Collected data
=== Section Start ===

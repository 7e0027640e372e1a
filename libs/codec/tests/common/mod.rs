//! Minimal record reader for integration tests
//!
//! Walks an encoded record using the wire layout types from `logwire_types`,
//! independently of the encoder internals.

#![allow(dead_code)]

use logwire_types::{
    BlobCounter, CStrRef, FieldKind, FieldTag, MessageHeader, ProtocolError, ProtocolResult,
    Severity, StrRef, BLOB_COUNTER_SIZE, CSTR_REF_SIZE, STR_REF_SIZE, TAG_SIZE,
};

#[derive(Debug, Clone, PartialEq)]
pub enum Field {
    Format { addr: u64, len: u32 },
    Unsigned(FieldKind, u8, u64),
    Signed(FieldKind, u8, i64),
    F32(f32),
    F64(f64),
    Bool(bool),
    Raw(Vec<u8>),
    ByteStream(Vec<u8>),
    StrLiteral { addr: u64, len: u32 },
    StaticCStr { addr: u64 },
}

#[derive(Debug)]
pub struct Record {
    pub header: MessageHeader,
    pub severity: Severity,
    pub fields: Vec<Field>,
}

impl Record {
    /// Value fields, without the leading format field
    pub fn values(&self) -> &[Field] {
        &self.fields[1..]
    }
}

fn take<'a>(bytes: &'a [u8], pos: &mut usize, n: usize) -> ProtocolResult<&'a [u8]> {
    let slice = bytes
        .get(*pos..*pos + n)
        .ok_or_else(|| {
            ProtocolError::message_too_small(n, bytes.len().saturating_sub(*pos), "field")
        })?;
    *pos += n;
    Ok(slice)
}

fn le_u64(bytes: &[u8]) -> u64 {
    let mut buf = [0u8; 8];
    buf[..bytes.len()].copy_from_slice(bytes);
    u64::from_le_bytes(buf)
}

fn sign_extend(raw: u64, width: usize) -> i64 {
    let shift = 64 - width * 8;
    ((raw << shift) as i64) >> shift
}

/// Decode a whole record; fails on any byte beyond the header length
pub fn read_record(bytes: &[u8]) -> ProtocolResult<Record> {
    let header = MessageHeader::parse(bytes)?;
    let severity = header.severity()?;
    let end = header.length() as usize;
    let record = bytes
        .get(..end)
        .ok_or_else(|| ProtocolError::message_too_small(end, bytes.len(), "record"))?;

    let mut pos = MessageHeader::SIZE;
    let mut fields = Vec::new();
    while pos < record.len() {
        let tag = FieldTag::parse(take(record, &mut pos, TAG_SIZE)?)?;
        let kind = tag.kind()?;
        let field = match kind {
            FieldKind::Format | FieldKind::StrLiteral => {
                let r = StrRef::parse(take(record, &mut pos, STR_REF_SIZE)?)?;
                if kind == FieldKind::Format {
                    Field::Format { addr: r.addr(), len: r.len() }
                } else {
                    Field::StrLiteral { addr: r.addr(), len: r.len() }
                }
            }
            FieldKind::StaticCStr => {
                let r = CStrRef::parse(take(record, &mut pos, CSTR_REF_SIZE)?)?;
                Field::StaticCStr { addr: r.addr() }
            }
            FieldKind::Bool => Field::Bool(tag.bool_value()),
            FieldKind::F32 => {
                let raw = le_u64(take(record, &mut pos, 4)?);
                Field::F32(f32::from_bits(raw as u32))
            }
            FieldKind::F64 => Field::F64(f64::from_bits(le_u64(take(record, &mut pos, 8)?))),
            FieldKind::Raw | FieldKind::ByteStream => {
                let counter = BlobCounter::parse(take(record, &mut pos, BLOB_COUNTER_SIZE)?)?;
                let data = take(record, &mut pos, counter.get() as usize)?.to_vec();
                if kind == FieldKind::Raw {
                    Field::Raw(data)
                } else {
                    Field::ByteStream(data)
                }
            }
            FieldKind::U8 | FieldKind::U16 | FieldKind::U32 | FieldKind::U64 => {
                let width = kind.fixed_payload_size().unwrap_or(0);
                Field::Unsigned(kind, tag.flags, le_u64(take(record, &mut pos, width)?))
            }
            FieldKind::I8 | FieldKind::I16 | FieldKind::I32 | FieldKind::I64 => {
                let width = kind.fixed_payload_size().unwrap_or(0);
                let raw = le_u64(take(record, &mut pos, width)?);
                Field::Signed(kind, tag.flags, sign_extend(raw, width))
            }
            FieldKind::Terminator => return Err(ProtocolError::UnknownFieldKind(tag.kind)),
        };
        fields.push(field);
    }

    Ok(Record {
        header,
        severity,
        fields,
    })
}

=== Section End ===

What to work on
Your task is to output the full set of records exactly as presented.

Response below
repository 7e0027640e372e1a
filename libs/codec/tests/common/mod.rs
//! Minimal record reader for integration tests
//!
//! Walks an encoded record using the wire layout types from `logwire_types`,
//! independently of the encoder internals.

#![allow(dead_code)]

use logwire_types::{
    BlobCounter, CStrRef, FieldKind, FieldTag, MessageHeader, ProtocolError, ProtocolResult,
    Severity, StrRef, BLOB_COUNTER_SIZE, CSTR_REF_SIZE, STR_REF_SIZE, TAG_SIZE,
};

#[derive(Debug, Clone, PartialEq)]
pub enum Field {
    Format { addr: u64, len: u32 },
    Unsigned(FieldKind, u8, u64),
    Signed(FieldKind, u8, i64),
    F32(f32),
    F64(f64),
    Bool(bool),
    Raw(Vec<u8>),
    ByteStream(Vec<u8>),
    StrLiteral { addr: u64, len: u32 },
    StaticCStr { addr: u64 },
}

#[derive(Debug)]
pub struct Record {
    pub header: MessageHeader,
    pub severity: Severity,
    pub fields: Vec<Field>,
}

impl Record {
    /// Value fields, without the leading format field
    pub fn values(&self) -> &[Field] {
        &self.fields[1..]
    }
}

fn take<'a>(bytes: &'a [u8], pos: &mut usize, n: usize) -> ProtocolResult<&'a [u8]> {
    let slice = bytes
        .get(*pos..*pos + n)
        .ok_or_else(|| {
            ProtocolError::message_too_small(n, bytes.len().saturating_sub(*pos), "field")
        })?;
    *pos += n;
    Ok(slice)
}

fn le_u64(bytes: &[u8]) -> u64 {
    let mut buf = [0u8; 8];
    buf[..bytes.len()].copy_from_slice(bytes);
    u64::from_le_bytes(buf)
}

fn sign_extend(raw: u64, width: usize) -> i64 {
    let shift = 64 - width * 8;
    ((raw << shift) as i64) >> shift
}

/// Decode a whole record; fails on any byte beyond the header length
pub fn read_record(bytes: &[u8]) -> ProtocolResult<Record> {
    let header = MessageHeader::parse(bytes)?;
    let severity = header.severity()?;
    let end = header.length() as usize;
    let record = bytes
        .get(..end)
        .ok_or_else(|| ProtocolError::message_too_small(end, bytes.len(), "record"))?;

    let mut pos = MessageHeader::SIZE;
    let mut fields = Vec::new();
    while pos < record.len() {
        let tag = FieldTag::parse(take(record, &mut pos, TAG_SIZE)?)?;
        let kind = tag.kind()?;
        let field = match kind {
            FieldKind::Format | FieldKind::StrLiteral => {
                let r = StrRef::parse(take(record, &mut pos, STR_REF_SIZE)?)?;
                if kind == FieldKind::Format {
                    Field::Format { addr: r.addr(), len: r.len() }
                } else {
                    Field::StrLiteral { addr: r.addr(), len: r.len() }
                }
            }
            FieldKind::StaticCStr => {
                let r = CStrRef::parse(take(record, &mut pos, CSTR_REF_SIZE)?)?;
                Field::StaticCStr { addr: r.addr() }
            }
            FieldKind::Bool => Field::Bool(tag.bool_value()),
            FieldKind::F32 => {
                let raw = le_u64(take(record, &mut pos, 4)?);
                Field::F32(f32::from_bits(raw as u32))
            }
            FieldKind::F64 => Field::F64(f64::from_bits(le_u64(take(record, &mut pos, 8)?))),
            FieldKind::Raw | FieldKind::ByteStream => {
                let counter = BlobCounter::parse(take(record, &mut pos, BLOB_COUNTER_SIZE)?)?;
                let data = take(record, &mut pos, counter.get() as usize)?.to_vec();
                if kind == FieldKind::Raw {
                    Field::Raw(data)
                } else {
                    Field::ByteStream(data)
                }
            }
            FieldKind::U8 | FieldKind::U16 | FieldKind::U32 | FieldKind::U64 => {
                let width = kind.fixed_payload_size().unwrap_or(0);
                Field::Unsigned(kind, tag.flags, le_u64(take(record, &mut pos, width)?))
            }
            FieldKind::I8 | FieldKind::I16 | FieldKind::I32 | FieldKind::I64 => {
                let width = kind.fixed_payload_size().unwrap_or(0);
                let raw = le_u64(take(record, &mut pos, width)?);
                Field::Signed(kind, tag.flags, sign_extend(raw, width))
            }
            FieldKind::Terminator => return Err(ProtocolError::UnknownFieldKind(tag.kind)),
        };
        fields.push(field);
    }

    Ok(Record {
        header,
        severity,
        fields,
    })
}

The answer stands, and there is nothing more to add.